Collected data
use crate::engine::{EngineError, EngineHandle, Registered};
use rollcall_core::{DeskError, ExtractError, LedgerError, MarkOutcome, StoreError};
use serde_json::json;
use zbus::{fdo, interface};

pub const BUS_NAME: &str = "org.rollcall.Attendance1";
pub const OBJECT_PATH: &str = "/org/rollcall/Attendance1";

/// D-Bus interface for the rollcall attendance daemon.
///
/// Bus name: org.rollcall.Attendance1
/// Object path: /org/rollcall/Attendance1
pub struct AttendanceService {
    engine: EngineHandle,
    report_limit: usize,
}

impl AttendanceService {
    pub fn new(engine: EngineHandle, report_limit: usize) -> Self {
        Self {
            engine,
            report_limit,
        }
    }
}

#[interface(name = "org.rollcall.Attendance1")]
impl AttendanceService {
    /// Register a student from a face photo.
    async fn register(&self, student_id: &str, name: &str, image: Vec<u8>) -> fdo::Result<String> {
        tracing::info!(student_id, name, bytes = image.len(), "register requested");
        if image.is_empty() {
            return Err(fdo::Error::InvalidArgs("image is required".into()));
        }
        let result = self
            .engine
            .register(student_id.to_string(), name.to_string(), image)
            .await;
        register_reply(result)
    }

    /// Recognize the photo and mark attendance for today.
    async fn mark_attendance(&self, image: Vec<u8>) -> fdo::Result<String> {
        tracing::info!(bytes = image.len(), "mark_attendance requested");
        if image.is_empty() {
            return Err(fdo::Error::InvalidArgs("no image data received".into()));
        }
        mark_reply(self.engine.mark(image).await)
    }

    /// Most recent attendance records. A limit of 0 uses the configured default.
    async fn reports(&self, limit: u32) -> fdo::Result<String> {
        let limit = if limit == 0 {
            self.report_limit
        } else {
            limit as usize
        };
        let records = self.engine.reports(limit).await.map_err(into_fdo)?;
        Ok(json!({ "success": true, "records": records }).to_string())
    }

    /// All registered students.
    async fn students(&self) -> fdo::Result<String> {
        let students = self.engine.students().await.map_err(into_fdo)?;
        Ok(json!({ "success": true, "students": students }).to_string())
    }

    /// Return daemon status information.
    async fn status(&self) -> fdo::Result<String> {
        let status = self.engine.status().await.map_err(into_fdo)?;
        Ok(json!({
            "status": "healthy",
            "version": env!("CARGO_PKG_VERSION"),
            "enrolled_faces": status.enrolled_faces,
            "tolerance": status.tolerance,
        })
        .to_string())
    }
}

fn failure(message: impl Into<String>) -> String {
    json!({ "success": false, "message": message.into() }).to_string()
}

/// Errors that are the caller's fault or a normal negative answer become a
/// `success: false` reply; everything else is a D-Bus error.
fn register_reply(result: Result<Registered, EngineError>) -> fdo::Result<String> {
    match result {
        Ok(reg) => Ok(json!({
            "success": true,
            "message": format!("Student {} registered successfully!", reg.name),
            "student": { "student_id": reg.student_id, "name": reg.name },
        })
        .to_string()),
        Err(EngineError::Desk(DeskError::Store(StoreError::NoFaceDetected)))
        | Err(EngineError::Desk(DeskError::Store(StoreError::NoEmbeddingProvided))) => {
            Ok(failure("Failed to detect face in image!"))
        }
        Err(EngineError::Desk(DeskError::AlreadyRegistered(id)))
        | Err(EngineError::Desk(DeskError::Store(StoreError::DuplicateIdentity(id))))
        | Err(EngineError::Desk(DeskError::Ledger(LedgerError::DuplicateStudent(id)))) => {
            Ok(failure(format!("Student ID {id} already exists!")))
        }
        Err(err) => Err(into_fdo(err)),
    }
}

fn mark_reply(result: Result<MarkOutcome, EngineError>) -> fdo::Result<String> {
    match result {
        Ok(MarkOutcome::Marked {
            student_id,
            name,
            confidence,
        }) => Ok(json!({
            "success": true,
            "message": format!("Attendance marked successfully for {name}!"),
            "student": { "name": name, "student_id": student_id, "confidence": confidence },
        })
        .to_string()),
        Ok(MarkOutcome::AlreadyMarked { name, .. }) => {
            Ok(failure(format!("Attendance already marked for {name} today!")))
        }
        Ok(MarkOutcome::NotRecognized(outcome)) => {
            Ok(failure(outcome.message().unwrap_or("Face not recognized")))
        }
        Err(err) => Err(into_fdo(err)),
    }
}

fn into_fdo(err: EngineError) -> fdo::Error {
    match err {
        EngineError::Extract(ExtractError::Decode(e)) => {
            fdo::Error::InvalidArgs(format!("unreadable image: {e}"))
        }
        EngineError::Desk(DeskError::MissingField(field)) => {
            fdo::Error::InvalidArgs(format!("{field} is required"))
        }
        EngineError::Desk(DeskError::Store(
            e @ (StoreError::DimensionMismatch { .. } | StoreError::NonFiniteEmbedding),
        )) => fdo::Error::InvalidArgs(e.to_string()),
        other => {
            tracing::error!(error = %other, "request failed");
            fdo::Error::Failed(other.to_string())
        }
    }
}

TRY IT: Print only the lines from the one with "already marked for" to the end of the records, both included.

SOLUTION TO THE PROBLEM:
            Ok(failure(format!("Attendance already marked for {name} today!")))
        }
        Ok(MarkOutcome::NotRecognized(outcome)) => {
            Ok(failure(outcome.message().unwrap_or("Face not recognized")))
        }
        Err(err) => Err(into_fdo(err)),
    }
}

fn into_fdo(err: EngineError) -> fdo::Error {
    match err {
        EngineError::Extract(ExtractError::Decode(e)) => {
            fdo::Error::InvalidArgs(format!("unreadable image: {e}"))
        }
        EngineError::Desk(DeskError::MissingField(field)) => {
            fdo::Error::InvalidArgs(format!("{field} is required"))
        }
        EngineError::Desk(DeskError::Store(
            e @ (StoreError::DimensionMismatch { .. } | StoreError::NonFiniteEmbedding),
        )) => fdo::Error::InvalidArgs(e.to_string()),
        other => {
            tracing::error!(error = %other, "request failed");
            fdo::Error::Failed(other.to_string())
        }
    }
}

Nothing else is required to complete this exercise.